GENELPA ITER ETOT(eV) EDIFF(eV) DRHO TIME(s) GE1 -5.484310e+04 0.000000e+00 1.588e-01 4.584e+01 GE2 -5.482309e+04 2.000490e+01 1.054e-01 4.553e+01 GE3 -5.482686e+04 -3.768838e+00 8.453e-03 4.569e+01

the speed-up is strongly reduced on 144 procs. Unfortunately, ELPA does not show performance improvement when using OMP_NUM_THREADS=2 (is it possible to fix this?) , at variance with SCALAPACK_GVX whose performance improves of about 10%.

Did you plan to link the code to the ELSI library too? This way one can exploit other algorithms like PEXSI, SLEPC-Sips, BSEPACK, EIGENEXA and so on.
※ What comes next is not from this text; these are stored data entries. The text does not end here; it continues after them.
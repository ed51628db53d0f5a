use std::collections::HashMap;

/// Common English words that would otherwise dominate every word list.
const STOP_WORDS: &[&str] = &[
    "about", "after", "all", "also", "and", "any", "are", "because", "been", "but", "can",
    "could", "did", "does", "dont", "for", "from", "get", "had", "has", "have", "her", "him",
    "his", "how", "into", "its", "just", "like", "more", "most", "not", "now", "one", "only",
    "other", "our", "out", "over", "she", "should", "some", "than", "that", "the", "their",
    "them", "then", "there", "they", "this", "was", "were", "what", "when", "which", "who",
    "why", "will", "with", "would", "you", "your",
];

#[derive(Debug, Clone, PartialEq, Eq)]
pub struct WordCount {
    pub word: String,
    pub count: u64,
}

/// Frequency table over the analyzer's opaque body blob, for the word-list
/// rendering. Casing, punctuation, and stop-word policy live here, on the
/// presentation side.
pub fn top_words(blob: &str, limit: usize) -> Vec<WordCount> {
    let mut counts: HashMap<String, u64> = HashMap::new();

    for token in blob.split_whitespace() {
        let word: String = token
            .chars()
            .filter(|c| c.is_alphanumeric())
            .flat_map(char::to_lowercase)
            .collect();

        if word.chars().count() < 3 || STOP_WORDS.contains(&word.as_str()) {
            continue;
        }
        *counts.entry(word).or_insert(0) += 1;
    }

    let mut words: Vec<WordCount> = counts
        .into_iter()
        .map(|(word, count)| WordCount { word, count })
        .collect();
    words.sort_by(|a, b| b.count.cmp(&a.count).then_with(|| a.word.cmp(&b.word)));
    words.truncate(limit);
    words
}

#[cfg(test)]
mod tests {
    use super::*;

    #[test]
    fn test_counts_and_orders_by_frequency() {
        let words = top_words("rust rust rust borrow borrow checker", 10);
        assert_eq!(
            words,
            vec![
                WordCount { word: "rust".to_string(), count: 3 },
                WordCount { word: "borrow".to_string(), count: 2 },
                WordCount { word: "checker".to_string(), count: 1 },
            ]
        );
    }

    #[test]
    fn test_strips_punctuation_and_case() {
        let words = top_words("Rust! rust, RUST.", 10);
        assert_eq!(words.len(), 1);
        assert_eq!(words[0].word, "rust");
        assert_eq!(words[0].count, 3);
    }

    #[test]
    fn test_drops_stop_words_and_short_tokens() {
        let words = top_words("the cat is in the hat", 10);
        let listed: Vec<&str> = words.iter().map(|w| w.word.as_str()).collect();
        assert_eq!(listed, vec!["cat", "hat"]);
    }

    #[test]
    fn test_equal_counts_order_alphabetically() {
        let words = top_words("zebra apple mango", 10);
        let listed: Vec<&str> = words.iter().map(|w| w.word.as_str()).collect();
        assert_eq!(listed, vec!["apple", "mango", "zebra"]);
    }

    #[test]
    fn test_limit_is_respected() {
        let words = top_words("one two three four five six seven eight nine ten eleven", 3);
        assert_eq!(words.len(), 3);
    }
}
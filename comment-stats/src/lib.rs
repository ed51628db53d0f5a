pub mod analyzer;

pub use analyzer::*;
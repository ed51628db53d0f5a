pub mod api;


pub use api::{Listing, ListingChild, ListingData, UserCommentsClient};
On 144 procs I get this warning: Grid_Technique::init_atoms_on_grid warning : No atom on this sub-FFT-mesh Does this unbalanced loading affect the performance? If yes, how can I fix this?

caic99 commented 1 year ago

@lucasem1 Thank you for your sharing!

Unfortunately, ELPA does not show performance improvement when using OMP_NUM_THREADS=2 (is it possible to fix this?)

Is hyperthreading enabled on your platform? It may not further improve performance.

Did you plan to link the code to the ELSI library too?

Yes, but maybe not so fast. Currently we are evaluating the workload and our scheduling.

Does this unbalanced loading affect the performance?

@wenfei-li Could you take a look at this?

lucasem1 commented 1 year ago

Yes, hyperthreading is on (I got 10% speedup with SCALAPACK_GVX)

@wenfei-li Could you take a look at this? The link points to a web page containing many things. Could you please be a bit more precise about where I have to look?

wenfei-li commented 1 year ago

The unbalanced workload definitely affects the performance.

In grid integration, we parallelize the grid points along z axis, so if your system is not uniformly distributed along z axis, the workload will be unbalanced.

There is not easy fix for this problem, unless you want to rewrite the parallelization scheme for grid integration.